What is the Best Firewall for Servers?

Posted by Cliff on from the hot-protection-for-heavy-iron dept.

Sushant Bhatia asks: "I maintain a bunch of servers (Win 2003/XP Pro) at our labs in the university. Of late, the number of attacks on the computers has been more noticeable. The university provides firewall software (Kerio) but that doesn't work with Win 2003 (works with XP). And so we keep getting hit by zombie machines taken over in the Education Department or from Liberal Arts :-). So what does the Slashdot crowd use when they need to secure their Linux and Windows servers? Does it cost less than US$100?"

7 of 673 comments (clear)

  1. at the risk of getting flamed into submission... by gik · · Score: 4, Insightful

    a linux box.

    --
    ZERO
  2. Use a *separate* firewall box. by Richard+Steiner · · Score: 4, Insightful

    That way, platform compatibility is a nonissue.

    I use a dedicated PPro box running Coyote Linux myself, but there are far more robust solutions out there...

    --
    Mainframe/UNIX Bit Twiddler and long time Windows/Linux Hobbyist.
    The Theorem Theorem: If If, Then Then.
  3. Does it cost less than US$100? by dancedance · · Score: 4, Insightful

    Does it cost less than US$100? You can't be serious. Securing your machines is only worth $100? Is that how much it will cost to fix them once they are cracked? Give me a break. If you are serious about security you can invest more than $100.

    1. Re:Does it cost less than US$100? by MrResistor · · Score: 5, Insightful

      Did you miss the part about how he works for a school? He has to get the money before it can be invested, and $100 might be the limit above which he has to get the approval of 3 PHBs and 6 beancounters.

      Or maybe you missed the part about how the attacks are coming from other departments, over which he has no authority, and who obviously don't place a high value on security?

      --
      Under capitalism man exploits man. Under communism it's the other way around.
    2. Re:Does it cost less than US$100? by DNS-and-BIND · · Score: 4, Insightful
      There are these mystical things called "budgets". The "budget" will provide for some things and not others.
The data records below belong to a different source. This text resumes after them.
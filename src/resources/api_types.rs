//! Serde types matching the backend's payloads.
//!
//! The backend speaks snake_case but a few endpoints answer in camelCase, so
//! incoming fields accept both spellings. These stay separate from the domain
//! types so the façades can adapt shapes in one place.

use std::collections::BTreeMap;

use chrono::NaiveDate;
use serde::{de::Error as _, Deserialize, Deserializer, Serialize};

use crate::error::ApiError;

use super::types::{
  AcademicSession, Payment, ResultSheet, ResultStatus, SchoolClass, Score, Student, Subject, Term,
  User,
};

// ============================================================================
// List shapes
// ============================================================================

/// Lists come back bare or wrapped with pagination metadata, which is ignored.
#[derive(Debug, Deserialize)]
#[serde(untagged)]
pub enum ApiList<T> {
  Bare(Vec<T>),
  Paged {
    #[serde(alias = "data", alias = "rows", alias = "results")]
    items: Vec<T>,
  },
}

impl<T> ApiList<T> {
  pub fn into_vec(self) -> Vec<T> {
    match self {
      ApiList::Bare(items) => items,
      ApiList::Paged { items, .. } => items,
    }
  }
}

/// Dates arrive as `2024-09-01` or as a full timestamp.
fn lenient_date<'de, D>(deserializer: D) -> Result<Option<NaiveDate>, D::Error>
where
  D: Deserializer<'de>,
{
  let raw: Option<String> = Option::deserialize(deserializer)?;
  Ok(raw.and_then(|s| s.get(..10).and_then(|d| NaiveDate::parse_from_str(d, "%Y-%m-%d").ok())))
}

/// Numbers sometimes arrive as strings ("12.50"). A string that is not a
/// number is an error, never a silent zero.
fn lenient_f64<'de, D>(deserializer: D) -> Result<f64, D::Error>
where
  D: Deserializer<'de>,
{
  #[derive(Deserialize)]
  #[serde(untagged)]
  enum Num {
    F(f64),
    S(String),
  }
  Ok(match Option::<Num>::deserialize(deserializer)? {
    Some(Num::F(f)) => f,
    Some(Num::S(s)) => s
      .trim()
      .parse()
      .map_err(|_| D::Error::custom(format!("invalid number {:?}", s)))?,
    None => 0.0,
  })
}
      This *is* at a university. Universities are well-known for being completely isolated from the rest of society, and as a result, they have some pretty weird ideas. One of which is not spending any money on computer security.

      --
      Shutting down free speech with violence isn't fighting fascism. It IS fascism!
    3. Re:Does it cost less than US$100? by riptide_dot · · Score: 4, Insightful

      "You can't be serious. Securing your machines is only worth $100?
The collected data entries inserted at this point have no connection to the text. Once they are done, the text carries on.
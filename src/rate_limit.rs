//! Client-side request rate limiting.
//!
//! A best-effort guard against hammering sensitive endpoints (login, password
//! reset, payments, score entry). The backend enforces its own limits; nothing
//! here survives a restart.

use std::collections::{HashMap, VecDeque};
use std::sync::Mutex;
use std::time::Duration;

use serde::Deserialize;
use tokio::time::Instant;

use crate::error::{ApiError, Result};

/// Quota for one bucket: at most `limit` requests per trailing `window`.
#[derive(Debug, Clone, Copy, PartialEq, Eq)]
pub struct RateLimitPolicy {
  pub limit: usize,
  pub window: Duration,
}

impl RateLimitPolicy {
  pub const fn new(limit: usize, window: Duration) -> Self {
    Self { limit, window }
  }
}

/// Named endpoint categories, each with its own quota.
#[derive(Debug, Clone, Copy, PartialEq, Eq, Hash)]
pub enum RateBucket {
  Login,
  PasswordReset,
  Payment,
  ScoreEntry,
  Default,
}

impl RateBucket {
  pub const ALL: [RateBucket; 5] = [
    RateBucket::Login,
    RateBucket::PasswordReset,
    RateBucket::Payment,
    RateBucket::ScoreEntry,
    RateBucket::Default,
  ];

  /// Pick the bucket for an endpoint path by substring match.
  pub fn classify(endpoint: &str) -> Self {
    let path = endpoint.to_lowercase();
    if path.contains("login") {
      RateBucket::Login
    } else if path.contains("password") || path.contains("forgot") || path.contains("reset") {
      RateBucket::PasswordReset
    } else if path.contains("payment") {
      RateBucket::Payment
    } else if path.contains("score") || path.contains("result") {
      RateBucket::ScoreEntry
    } else {
      RateBucket::Default
    }
  }

  pub fn name(self) -> &'static str {
    match self {
      RateBucket::Login => "login",
      RateBucket::PasswordReset => "password-reset",
      RateBucket::Payment => "payment",
      RateBucket::ScoreEntry => "score-entry",
      RateBucket::Default => "default",
    }
  }

  pub fn default_policy(self) -> RateLimitPolicy {
    match self {
      RateBucket::Login => RateLimitPolicy::new(5, Duration::from_secs(15 * 60)),
      RateBucket::PasswordReset => RateLimitPolicy::new(3, Duration::from_secs(60 * 60)),
      RateBucket::Payment => RateLimitPolicy::new(10, Duration::from_secs(60)),
      RateBucket::ScoreEntry => RateLimitPolicy::new(30, Duration::from_secs(60)),
      RateBucket::Default => RateLimitPolicy::new(100, Duration::from_secs(60)),
    }
  }

  /// Limiter key, e.g. `login:42` or `default:anonymous`.
  pub fn key(self, identity: Option<&str>) -> String {
    format!("{}:{}", self.name(), identity.unwrap_or("anonymous"))
  }
}

/// Per-bucket overrides as they appear in the config file.
#[derive(Debug, Clone, Copy, Deserialize, PartialEq, Eq)]
pub struct PolicyOverride {
  pub limit: usize,
  pub window_secs: u64,
}

impl From<PolicyOverride> for RateLimitPolicy {
  fn from(o: PolicyOverride) -> Self {
    RateLimitPolicy::new(o.limit, Duration::from_secs(o.window_secs))
  }
}

/// Policy table, defaults plus overrides.
#[derive(Debug, Clone)]
pub struct RateLimits {
  policies: HashMap<RateBucket, RateLimitPolicy>,
}

impl Default for RateLimits {
  fn default() -> Self {
    Self {
      policies: RateBucket::ALL
        .iter()
        .map(|b| (*b, b.default_policy()))
        .collect(),
    }
  }
}

impl RateLimits {
  pub fn with_policy(mut self, bucket: RateBucket, policy: RateLimitPolicy) -> Self {
    self.policies.insert(bucket, policy);
    self
  }

  pub fn policy(&self, bucket: RateBucket) -> RateLimitPolicy {
    self
      .policies
      .get(&bucket)
      .copied()
      .unwrap_or_else(|| bucket.default_policy())
  }
}

/// Sliding-window limiter keyed by `bucket:identity`.
#[derive(Debug, Default)]
pub struct RateLimiter {
  windows: Mutex<HashMap<String, VecDeque<Instant>>>,
}

impl RateLimiter {
  pub fn new() -> Self {
    Self::default()
  }

  /// Admit and record the request, or reject it without recording.
  pub fn is_allowed(&self, key: &str, policy: RateLimitPolicy) -> bool {
    let now = Instant::now();
    let mut windows = self.windows.lock().unwrap_or_else(|e| e.into_inner());
    let window = windows.entry(key.to_string()).or_default();
    prune(window, now, policy.window);

    if window.len() >= policy.limit {
      return false;
    }
    window.push_back(now);
    true
  }

  /// When the oldest retained request leaves the window.
  pub fn reset_time(&self, key: &str, policy: RateLimitPolicy) -> Option<Instant> {
    let now = Instant::now();
    let mut windows = self.windows.lock().unwrap_or_else(|e| e.into_inner());
    let window = windows.get_mut(key)?;
    prune(window, now, policy.window);
    window.front().map(|oldest| *oldest + policy.window)
  }

  /// Like [`is_allowed`](Self::is_allowed) but fails with the wait time.
  pub fn check(&self, key: &str, policy: RateLimitPolicy) -> Result<()> {
    if self.is_allowed(key, policy) {
      return Ok(());
    }
    let wait = self
      .reset_time(key, policy)
      .map(|reset| reset.saturating_duration_since(Instant::now()))
      .unwrap_or(policy.window);
    tracing::warn!(key, wait_secs = wait.as_secs(), "client-side rate limit hit");
    Err(ApiError::client_rate_limited(wait))
  }

  /// Forget every recorded request for `key`.
  pub fn reset(&self, key: &str) {
    let mut windows = self.windows.lock().unwrap_or_else(|e| e.into_inner());
    windows.remove(key);
  }
}

fn prune(window: &mut VecDeque<Instant>, now: Instant, length: Duration) {
  while let Some(oldest) = window.front() {
    if now.duration_since(*oldest) >= length {
      window.pop_front();
    } else {
      break;
    }
  }
}

#[cfg(test)]
mod tests {
  use super::*;
  use crate::error::ErrorKind;

  #[test]
  fn test_classify() {
    assert_eq!(RateBucket::classify("/auth/login"), RateBucket::Login);
    assert_eq!(RateBucket::classify("/auth/forgot-password"), RateBucket::PasswordReset);
    assert_eq!(RateBucket::classify("/auth/reset"), RateBucket::PasswordReset);
    assert_eq!(RateBucket::classify("/payments/12"), RateBucket::Payment);
    assert_eq!(RateBucket::classify("/scores/batch"), RateBucket::ScoreEntry);
    assert_eq!(RateBucket::classify("/results/3/approve"), RateBucket::ScoreEntry);
    assert_eq!(RateBucket::classify("/users"), RateBucket::Default);
  }

  #[test]
  fn test_key_uses_identity() {
    assert_eq!(RateBucket::Login.key(Some("42")), "login:42");
    assert_eq!(RateBucket::Default.key(None), "default:anonymous");
  }

  #[test]
  fn test_overrides() {
    let limits = RateLimits::default()
      .with_policy(RateBucket::Payment, RateLimitPolicy::new(2, Duration::from_secs(5)));
    assert_eq!(limits.policy(RateBucket::Payment).limit, 2);
    assert_eq!(limits.policy(RateBucket::Login).limit, 5);
  }

  #[tokio::test(start_paused = true)]
  async fn test_sixth_login_is_rejected() {
    let limiter = RateLimiter::new();
    let policy = RateLimitPolicy::new(5, Duration::from_millis(900_000));

    for _ in 0..5 {
      assert!(limiter.check("login:anonymous", policy).is_ok());
    }

    let err = limiter.check("login:anonymous", policy).unwrap_err();
    assert_eq!(err.kind(), ErrorKind::ClientRateLimited);
    assert!(err.message().contains("900 seconds"), "{}", err.message());
  }

  #[tokio::test(start_paused = true)]
  async fn test_rejection_does_not_record() {
    let limiter = RateLimiter::new();
    let policy = RateLimitPolicy::new(1, Duration::from_secs(10));

    assert!(limiter.is_allowed("k", policy));
    let reset = limiter.reset_time("k", policy).unwrap();

    tokio::time::advance(Duration::from_secs(4)).await;
    assert!(!limiter.is_allowed("k", policy));
    // still anchored on the first request
    assert_eq!(limiter.reset_time("k", policy), Some(reset));

    tokio::time::advance(Duration::from_secs(6)).await;
    assert!(limiter.is_allowed("k", policy));
  }

  #[tokio::test(start_paused = true)]
  async fn test_wait_time_counts_down() {
    let limiter = RateLimiter::new();
    let policy = RateLimitPolicy::new(1, Duration::from_secs(60));

    limiter.check("k", policy).unwrap();
    tokio::time::advance(Duration::from_secs(45)).await;

    let err = limiter.check("k", policy).unwrap_err();
    assert!(err.message().contains("15 seconds"), "{}", err.message());
    assert_eq!(err.retry_after(), Some(Duration::from_secs(15)));
  }

  #[test]
  fn test_keys_are_independent() {
    let limiter = RateLimiter::new();
    let policy = RateLimitPolicy::new(1, Duration::from_secs(60));

    assert!(limiter.is_allowed("login:1", policy));
    assert!(limiter.is_allowed("login:2", policy));
    assert!(!limiter.is_allowed("login:1", policy));

    limiter.reset("login:1");
    assert!(limiter.is_allowed("login:1", policy));
  }
}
      Keep in mind that the OP works for a university, which probably doesn't have a budget outside of what they already spent on their software firewall. It doesn't mean that security isn't important to him, just that there's probably not an existing budget for it.
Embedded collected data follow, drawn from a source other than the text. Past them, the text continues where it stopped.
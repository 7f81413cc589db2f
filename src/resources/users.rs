use reqwest::Method;
use serde_json::{json, Value};

use crate::client::{to_json, HttpClient, RequestOptions};
use crate::error::Result;
use crate::request::Params;

use super::api_types::{ApiUser, NewUser, UserUpdate};
use super::types::User;
use super::{fetch_list, fetch_one};

const ENDPOINT: &str = "/users";

/// Filters for the user list. Unset fields are left off the query.
#[derive(Debug, Clone, Default)]
pub struct UserFilter {
  pub role: Option<String>,
  pub search: Option<String>,
  pub page: Option<u32>,
}

pub struct Users<'a> {
  client: &'a HttpClient,
}

impl<'a> Users<'a> {
  pub(super) fn new(client: &'a HttpClient) -> Self {
    Self { client }
  }

  pub async fn list(&self, filter: &UserFilter) -> Result<Vec<User>> {
    let params = Params::new()
      .with_opt("role", filter.role.as_deref())
      .with_opt("search", filter.search.as_deref())
      .with_opt("page", filter.page);
    fetch_list::<ApiUser, User>(self.client, ENDPOINT, params).await
  }

  pub async fn get(&self, id: u64) -> Result<User> {
    fetch_one::<ApiUser, User>(self.client, &format!("{}/{}", ENDPOINT, id)).await
  }

  pub async fn create(&self, user: &NewUser) -> Result<User> {
    let opts = RequestOptions::new()
      .body(to_json(user)?)
      .success_message("User created");
    let created: ApiUser = self.client.send(Method::POST, ENDPOINT, opts).await?;
    self.client.invalidate_prefix(ENDPOINT);
    Ok(User::from(created))
  }

  pub async fn update(&self, id: u64, changes: &UserUpdate) -> Result<User> {
    let opts = RequestOptions::new()
      .body(to_json(changes)?)
      .success_message("User updated");
    let updated: ApiUser = self
      .client
      .send(Method::PUT, &format!("{}/{}", ENDPOINT, id), opts)
      .await?;
    self.client.invalidate_prefix(ENDPOINT);
    Ok(User::from(updated))
  }

  pub async fn delete(&self, id: u64) -> Result<()> {
    let opts = RequestOptions::new().success_message("User deleted");
    let _: Value = self
      .client
      .send(Method::DELETE, &format!("{}/{}", ENDPOINT, id), opts)
      .await?;
    self.client.invalidate_prefix(ENDPOINT);
    Ok(())
  }

  pub async fn assign_role(&self, id: u64, role: &str) -> Result<()> {
    let opts = RequestOptions::new()
      .body(json!({ "role": role }))
      .success_message("Role updated");
    let _: Value = self
      .client
      .send(Method::PATCH, &format!("{}/{}/role", ENDPOINT, id), opts)
      .await?;
    self.client.invalidate_prefix(ENDPOINT);
    Ok(())
  }
}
      The OP is looking for a cheap and innovative way to secure his university network's servers - and I can't think of a better place to ask the question than here.

      I say let the FOSS community answer his question and provide him a solution to his unique problem in the way that they know best and leave the "isn't this worth more than $XXX?" questions to the salesman.

      --
      I was in the park the other day wondering why frisbees get bigger and bigger the closer they get - and then it hit me.
  4. Re:A cheap linux firewall by hawkbug · · Score: 5, Insightful

    I hear this argument a lot, and you're right - it would work... but here's the thing - If you put a pentium I computer with a 2 gig hd or something up in front of an entire lab for internet access, I would wonder about the reliability. What I mean is, at work here I was doing something similar - but when the non-rendundant power supply in the 1995 based computer died, my entire part of the office lost net access, which is bad.

    There is always something to be said about having a real server act as a firewall. For home use, sure, use an old computer running linux - but for anything that you would like to count on a reliable, get a real piece of hardware to put that linux distro on, and you'll be happier.